*Exercise directions*: Locate the line that contains "let _ = child.wait();" in the entries below, then repeat it and every following line through the line that contains "thread::sleep(POLL_INTERVAL);", exactly, and no others.

*Record excerpts*:
━━━━━━━━━━━━━━━━━━━━━━━━━━━━━━
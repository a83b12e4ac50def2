use std::collections::BTreeMap;

pub const UNKNOWN_VALUE: &str = "unknown";

// Label spellings schtasks uses, English first, then the Traditional Chinese
// variants seen on localized Windows installs.
const NAME_LABELS: &[&str] = &["TaskName", "工作名稱", "名稱"];
const NEXT_RUN_LABELS: &[&str] = &["Next Run Time", "下次執行時間", "下次運行時間"];
const SCHEDULE_TYPE_LABELS: &[&str] = &["Schedule Type", "排程類型", "類型"];
const LAST_RUN_LABELS: &[&str] = &["Last Run Time", "上次執行時間", "上次運行時間"];
const LAST_RESULT_LABELS: &[&str] = &["Last Result", "上次執行的結果", "最後結果"];
const RUN_AS_LABELS: &[&str] = &["Run As User", "執行身分", "運行身分"];

/// Field label to value, as printed by `schtasks /query /v /fo list`.
#[derive(Debug, Clone, Default, PartialEq, Eq)]
pub struct TaskInfoRecord {
    fields: BTreeMap<String, String>,
}

impl TaskInfoRecord {
    pub fn parse(detail: &str) -> Self {
        let fields = detail
            .lines()
            .filter_map(|line| line.split_once(": "))
            .map(|(label, value)| (label.trim().to_string(), value.trim().to_string()))
            .collect();
        TaskInfoRecord { fields }
    }

    pub fn is_empty(&self) -> bool {
        self.fields.is_empty()
    }

    pub fn get(&self, label: &str) -> Option<&str> {
        self.fields.get(label).map(String::as_str)
    }

    /// Value of the first label present, in the order given.
    pub fn first_of(&self, labels: &[&str]) -> Option<&str> {
        labels.iter().find_map(|label| self.get(label))
    }

    /// Six fixed lines under a header; missing fields read `unknown`.
    pub fn render(&self) -> String {
        let rows: [(&str, &[&str]); 6] = [
            ("Task name", NAME_LABELS),
            ("Next run time", NEXT_RUN_LABELS),
            ("Schedule type", SCHEDULE_TYPE_LABELS),
            ("Last run time", LAST_RUN_LABELS),
            ("Last result", LAST_RESULT_LABELS),
            ("Run as user", RUN_AS_LABELS),
        ];

        let mut out = String::from("Schedule status:\n");
        for (title, labels) in rows {
            let value = self.first_of(labels).unwrap_or(UNKNOWN_VALUE);
            out.push_str(&format!("{title}: {value}\n"));
        }
        out
    }
}

/// Task names from `schtasks /query /fo csv /nh` output, in listing order.
///
/// Only the first CSV field is read and only its surrounding quotes are
/// removed, so names keep any whitespace the scheduler reports.
pub fn listed_task_names(csv: &str) -> Vec<&str> {
    csv.lines()
        .filter(|line| line.contains(','))
        .filter_map(|line| line.split(',').next())
        .map(|field| field.trim_matches('"'))
        .collect()
}

#[cfg(test)]
mod tests {
    use super::*;

    const ENGLISH_DETAIL: &str = "\
Folder: \\
HostName:                             DESKTOP-01
TaskName:                             \\AutomaticShutdownScheduler
Next Run Time:                        2026-01-13 09:00:00
Status:                               Ready
Last Run Time:                        2026-01-06 09:00:00
Last Result:                          0
Run As User:                          SYSTEM
Schedule Type:                        Weekly
";

    #[test]
    fn parse_splits_on_first_separator_and_trims() {
        let record = TaskInfoRecord::parse(ENGLISH_DETAIL);
        assert_eq!(record.get("TaskName"), Some("\\AutomaticShutdownScheduler"));
        assert_eq!(record.get("Next Run Time"), Some("2026-01-13 09:00:00"));
        assert_eq!(record.get("Folder"), Some("\\"));
        assert_eq!(record.get("HostName"), Some("DESKTOP-01"));
    }

    #[test]
    fn lines_without_separator_are_ignored() {
        let record = TaskInfoRecord::parse("\nINFO no separator here\nStatus:Ready\n");
        assert!(record.is_empty());
    }

    #[test]
    fn render_emits_six_lines_in_fixed_order() {
        let rendered = TaskInfoRecord::parse(ENGLISH_DETAIL).render();
        let lines: Vec<&str> = rendered.lines().collect();
        assert_eq!(
            lines,
            vec![
                "Schedule status:",
                "Task name: \\AutomaticShutdownScheduler",
                "Next run time: 2026-01-13 09:00:00",
                "Schedule type: Weekly",
                "Last run time: 2026-01-06 09:00:00",
                "Last result: 0",
                "Run as user: SYSTEM",
            ]
        );
    }

    #[test]
    fn render_uses_localized_labels_and_unknown_placeholder() {
        let detail = "工作名稱: AutomaticShutdownScheduler\n\
                      下次運行時間: 2026-01-13 09:00:00\n";
        let rendered = TaskInfoRecord::parse(detail).render();
        assert!(rendered.contains("Task name: AutomaticShutdownScheduler"));
        assert!(rendered.contains("Next run time: 2026-01-13 09:00:00"));
        assert!(rendered.contains("Schedule type: unknown"));
        assert!(rendered.contains("Run as user: unknown"));
    }

    #[test]
    fn first_label_in_priority_order_wins() {
        let record = TaskInfoRecord::parse("名稱: short\nTaskName: full\n");
        assert_eq!(record.first_of(NAME_LABELS), Some("full"));
    }

    #[test]
    fn listed_names_strip_quotes_only() {
        let csv = "\"TaskName\",\"Next Run Time\",\"Status\"\n\
                   \"\\TaskFolder\\AutomaticShutdownScheduler\",\"N/A\",\"Ready\"\n\
                   \" Spaced \",\"N/A\",\"Ready\"\n\
                   INFO: There are no more tasks\n";
        assert_eq!(
            listed_task_names(csv),
            vec!["TaskName", "\\TaskFolder\\AutomaticShutdownScheduler", " Spaced "]
        );
    }
}
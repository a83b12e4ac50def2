use std::fmt;
use std::io::Read;
use std::process::{Command, ExitStatus, Stdio};
use std::thread;
use std::time::{Duration, Instant};

use encoding_rs::Encoding;

use crate::error::CommandError;

const POLL_INTERVAL: Duration = Duration::from_millis(50);

#[cfg(windows)]
const CREATE_NO_WINDOW: u32 = 0x0800_0000;

/// A single external program call.
#[derive(Debug, Clone, PartialEq, Eq)]
pub struct Invocation {
    pub program: &'static str,
    pub args: Vec<String>,
}

impl Invocation {
    pub fn new<I, S>(program: &'static str, args: I) -> Self
    where
        I: IntoIterator<Item = S>,
        S: Into<String>,
    {
        Invocation {
            program,
            args: args.into_iter().map(Into::into).collect(),
        }
    }

    /// True when `flag` appears among the arguments.
    pub fn has_arg(&self, flag: &str) -> bool {
        self.args.iter().any(|arg| arg == flag)
    }

    /// Value following `flag`, e.g. `value_of("/st")` on a create call.
    pub fn value_of(&self, flag: &str) -> Option<&str> {
        self.args
            .iter()
            .position(|arg| arg == flag)
            .and_then(|idx| self.args.get(idx + 1))
            .map(String::as_str)
    }
}

impl fmt::Display for Invocation {
    fn fmt(&self, f: &mut fmt::Formatter<'_>) -> fmt::Result {
        write!(f, "{}", self.program)?;
        for arg in &self.args {
            if arg.contains(' ') {
                write!(f, " \"{}\"", arg)?;
            } else {
                write!(f, " {}", arg)?;
            }
        }
        Ok(())
    }
}

#[derive(Debug, Clone, Default, PartialEq, Eq)]
pub struct CommandOutput {
    pub code: Option<i32>,
    pub stdout: String,
    pub stderr: String,
}

impl CommandOutput {
    pub fn success(&self) -> bool {
        self.code == Some(0)
    }

    pub fn ok(stdout: impl Into<String>) -> Self {
        CommandOutput {
            code: Some(0),
            stdout: stdout.into(),
            stderr: String::new(),
        }
    }

    pub fn failed(code: i32, stderr: impl Into<String>) -> Self {
        CommandOutput {
            code: Some(code),
            stdout: String::new(),
            stderr: stderr.into(),
        }
    }
}

/// Runs external programs on behalf of the scheduler.
pub trait CommandRunner {
    fn run(&self, invocation: &Invocation) -> Result<CommandOutput, CommandError>;
}

impl<R: CommandRunner + ?Sized> CommandRunner for Box<R> {
    fn run(&self, invocation: &Invocation) -> Result<CommandOutput, CommandError> {
        (**self).run(invocation)
    }
}

/// Spawns real processes and kills them once `timeout` has elapsed.
///
/// Output is decoded with `encoding`, which should match the console code
/// page of the scheduler tools.
#[derive(Debug, Clone)]
pub struct SystemCommandRunner {
    timeout: Duration,
    encoding: &'static Encoding,
}

impl SystemCommandRunner {
    pub fn new(timeout: Duration) -> Self {
        SystemCommandRunner {
            timeout,
            encoding: encoding_rs::UTF_8,
        }
    }

    pub fn with_encoding(mut self, encoding: &'static Encoding) -> Self {
        self.encoding = encoding;
        self
    }

    fn wait_with_timeout(
        &self,
        invocation: &Invocation,
        child: &mut std::process::Child,
    ) -> Result<ExitStatus, CommandError> {
        let start = Instant::now();
        loop {
            let polled = child.try_wait().map_err(|source| CommandError::Spawn {
                program: invocation.program.to_string(),
                source,
            })?;
            if let Some(status) = polled {
                return Ok(status);
            }

            if start.elapsed() >= self.timeout {
                let _ = child.kill();
                let _ = child.wait();
                return Err(CommandError::Timeout {
                    program: invocation.program.to_string(),
                    timeout_secs: self.timeout.as_secs(),
                });
            }

            thread::sleep(POLL_INTERVAL);
        }
    }

    fn collect(&self, handle: Option<thread::JoinHandle<Vec<u8>>>) -> String {
        let Some(bytes) = handle.and_then(|h| h.join().ok()) else {
            return String::new();
        };
        let (text, _, had_errors) = self.encoding.decode(&bytes);
        if had_errors {
            log::debug!("output was not valid {}", self.encoding.name());
        }
        text.into_owned()
    }
}

impl CommandRunner for SystemCommandRunner {
    fn run(&self, invocation: &Invocation) -> Result<CommandOutput, CommandError> {
        log::debug!("running: {}", invocation);

        let mut cmd = Command::new(invocation.program);
        cmd.args(&invocation.args)
            .stdin(Stdio::null())
            .stdout(Stdio::piped())
            .stderr(Stdio::piped());

        #[cfg(windows)]
        {
            use std::os::windows::process::CommandExt;
            cmd.creation_flags(CREATE_NO_WINDOW);
        }

        let mut child = cmd.spawn().map_err(|source| CommandError::Spawn {
            program: invocation.program.to_string(),
            source,
        })?;

        // Drain both pipes on their own threads so a chatty child cannot
        // block on a full pipe while we poll for its exit.
        let stdout = child.stdout.take().map(drain);
        let stderr = child.stderr.take().map(drain);

        let status = self.wait_with_timeout(invocation, &mut child)?;

        let output = CommandOutput {
            code: status.code(),
            stdout: self.collect(stdout),
            stderr: self.collect(stderr),
        };
        log::debug!("{} exited with {:?}", invocation.program, output.code);
        Ok(output)
    }
}

fn drain<R: Read + Send + 'static>(mut reader: R) -> thread::JoinHandle<Vec<u8>> {
    thread::spawn(move || {
        let mut buf = Vec::new();
        let _ = reader.read_to_end(&mut buf);
        buf
    })
}


/// Logs every invocation and reports success without running anything.
#[derive(Debug, Clone, Default)]
pub struct DryRunRunner;

impl CommandRunner for DryRunRunner {
    fn run(&self, invocation: &Invocation) -> Result<CommandOutput, CommandError> {
        log::info!("DRY RUN: {}", invocation);
        Ok(CommandOutput::ok(""))
    }
}
//! Storage layer for neighborwatch.
//!
//! This module provides `SQLite`-based persistent storage for user profiles,
//! incident reports with their votes and comments, and zone chat. Every write
//! to reports or votes bumps a revision counter so that live feeds in this or
//! another process can notice the change by polling.

pub mod migrations;
pub mod schema;

use std::collections::HashMap;
use std::path::{Path, PathBuf};
use std::sync::Arc;

use chrono::{DateTime, Utc};
use rusqlite::{params, Connection, ErrorCode, OptionalExtension};
use tracing::{debug, info, warn};

use crate::chat::{ChatMessage, ChatUser, MessageKind, OutgoingMessage};
use crate::error::{Error, Result};
use crate::report::{Category, Comment, Coordinates, Report, ReportDraft, VoteKind, ANONYMOUS};
use crate::session::{Credentials, UserProfile};
use crate::validation::validate_message;

const REPORTS_REVISION_KEY: &str = "reports_revision";
const SESSION_UID_KEY: &str = "session_uid";
const DEVICE_TOKEN_KEY: &str = "device_token";
const INTRO_SEEN_KEY: &str = "intro_seen";

const REPORT_COLUMNS: &str =
    "id, category, description, reporter_name, latitude, longitude, created_at";
const USER_COLUMNS: &str =
    "uid, email, display_name, zone, push_token, home_latitude, home_longitude, created_at";
const MESSAGE_COLUMNS: &str =
    "id, zone, text, sender_id, sender_name, kind, latitude, longitude, created_at";

/// A [`Storage`] shared between the CLI and live feed tasks.
pub type SharedStorage = Arc<tokio::sync::Mutex<Storage>>;

/// Storage engine for community data.
#[derive(Debug)]
pub struct Storage {
    /// Path to the database file.
    path: PathBuf,
    /// Database connection.
    conn: Connection,
}
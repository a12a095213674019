//! Zone chat messages and panic alerts.

use std::str::FromStr;

use chrono::{DateTime, Utc};
use serde::{Deserialize, Serialize};

use crate::error::{Error, Result};
use crate::links::maps_search_url;
use crate::report::Coordinates;
use crate::validation::validate_message;

/// Title of the local notification raised for a panic message.
pub const PANIC_NOTIFICATION_TITLE: &str = "🚨 Emergency in your zone";

/// Author of a chat message.
#[derive(Debug, Clone, PartialEq, Eq, Serialize, Deserialize)]
pub struct ChatUser {
    /// Stable user id.
    pub id: String,
    /// Display name at the time of sending.
    pub name: String,
}

impl ChatUser {
    /// Create a chat author.
    #[must_use]
    pub fn new(id: impl Into<String>, name: impl Into<String>) -> Self {
        Self {
            id: id.into(),
            name: name.into(),
        }
    }
}

/// What a chat message carries.
#[derive(Debug, Clone, Copy, Default, PartialEq, Eq, Serialize, Deserialize)]
#[serde(rename_all = "snake_case")]
pub enum MessageKind {
    /// Plain text typed by a user.
    #[default]
    Text,
    /// A panic alert with the sender's position.
    Panic,
}

impl MessageKind {
    /// Storage name of the kind.
    #[must_use]
    pub fn as_str(&self) -> &'static str {
        match self {
            Self::Text => "text",
            Self::Panic => "panic",
        }
    }
}

impl FromStr for MessageKind {
    type Err = Error;

    fn from_str(s: &str) -> Result<Self> {
        match s {
            "text" => Ok(Self::Text),
            "panic" => Ok(Self::Panic),
            other => Err(Error::internal(format!("unknown message kind: {other}"))),
        }
    }
}

/// A message stored in a zone's chat.
#[derive(Debug, Clone, PartialEq, Serialize, Deserialize)]
pub struct ChatMessage {
    /// Database-assigned id, increasing in send order.
    pub id: i64,
    /// Zone the message belongs to.
    pub zone: String,
    /// Message body.
    pub text: String,
    /// Who sent it.
    pub sender: ChatUser,
    /// When it was sent.
    pub created_at: DateTime<Utc>,
    /// Text or panic.
    pub kind: MessageKind,
    /// Sender position, set for panic alerts.
    pub location: Option<Coordinates>,
}

impl ChatMessage {
    /// Whether this message is a panic alert.
    #[must_use]
    pub fn is_panic(&self) -> bool {
        self.kind == MessageKind::Panic
    }
}

/// A message about to be sent.
#[derive(Debug, Clone, PartialEq)]
pub struct OutgoingMessage {
    /// Destination zone.
    pub zone: String,
    /// Message body.
    pub text: String,
    /// Sender.
    pub sender: ChatUser,
    /// Text or panic.
    pub kind: MessageKind,
    /// Sender position, if shared.
    pub location: Option<Coordinates>,
}

impl OutgoingMessage {
    /// A plain text message.
    ///
    /// # Errors
    ///
    /// Returns a validation error if the text is blank.
    pub fn text(zone: impl Into<String>, sender: ChatUser, text: impl Into<String>) -> Result<Self> {
        let text = text.into();
        validate_message(&text)?;
        Ok(Self {
            zone: zone.into(),
            text,
            sender,
            kind: MessageKind::Text,
            location: None,
        })
    }
}

/// Body of a panic alert.
#[must_use]
pub fn panic_text(sender_name: &str, coords: Coordinates) -> String {
    format!(
        "🚨 PANIC ALERT! 🚨\nLocation: ({:.4}, {:.4})\nUser: {}\n📍 Google Maps: {}",
        coords.latitude,
        coords.longitude,
        sender_name,
        maps_search_url(coords)
    )
}

/// Build the panic alert a user broadcasts to their zone.
#[must_use]
pub fn panic_alert(zone: impl Into<String>, sender: ChatUser, coords: Coordinates) -> OutgoingMessage {
    OutgoingMessage {
        zone: zone.into(),
        text: panic_text(&sender.name, coords),
        sender,
        kind: MessageKind::Panic,
        location: Some(coords),
    }
}

#[cfg(test)]
mod tests {
    use super::*;

    #[test]
    fn test_panic_text_format() {
        let text = panic_text("Ana", Coordinates::new(-0.180_653, -78.467_834));
        assert_eq!(
            text,
            "🚨 PANIC ALERT! 🚨\n\
             Location: (-0.1807, -78.4678)\n\
             User: Ana\n\
             📍 Google Maps: https://www.google.com/maps/search/?api=1&query=-0.180653,-78.467834"
        );
    }

    #[test]
    fn test_panic_alert_carries_location() {
        let coords = Coordinates::new(10.0, 20.0);
        let msg = panic_alert("Quito - Centro", ChatUser::new("u1", "Ana"), coords);
        assert_eq!(msg.kind, MessageKind::Panic);
        assert_eq!(msg.location, Some(coords));
        assert_eq!(msg.zone, "Quito - Centro");
        assert!(msg.text.contains("User: Ana"));
    }

    #[test]
    fn test_text_message_rejects_blank() {
        let err = OutgoingMessage::text("z", ChatUser::new("u1", "Ana"), "  ").unwrap_err();
        assert!(err.is_validation_error());

        let msg = OutgoingMessage::text("z", ChatUser::new("u1", "Ana"), "hi").unwrap();
        assert_eq!(msg.kind, MessageKind::Text);
        assert!(msg.location.is_none());
    }

    #[test]
    fn test_message_kind_round_trip() {
        for kind in [MessageKind::Text, MessageKind::Panic] {
            assert_eq!(kind.as_str().parse::<MessageKind>().unwrap(), kind);
        }
        assert!("shout".parse::<MessageKind>().is_err());
    }

    #[test]
    fn test_is_panic() {
        let msg = ChatMessage {
            id: 1,
            zone: "z".into(),
            text: "help".into(),
            sender: ChatUser::new("u1", "Ana"),
            created_at: Utc::now(),
            kind: MessageKind::Panic,
            location: None,
        };
        assert!(msg.is_panic());
    }
}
━━━━━━━━━━━━━━━━━━━━━━━━━━━━━━
*Response to this task*:
                let _ = child.wait();
                return Err(CommandError::Timeout {
                    program: invocation.program.to_string(),
                    timeout_secs: self.timeout.as_secs(),
                });
            }

            thread::sleep(POLL_INTERVAL);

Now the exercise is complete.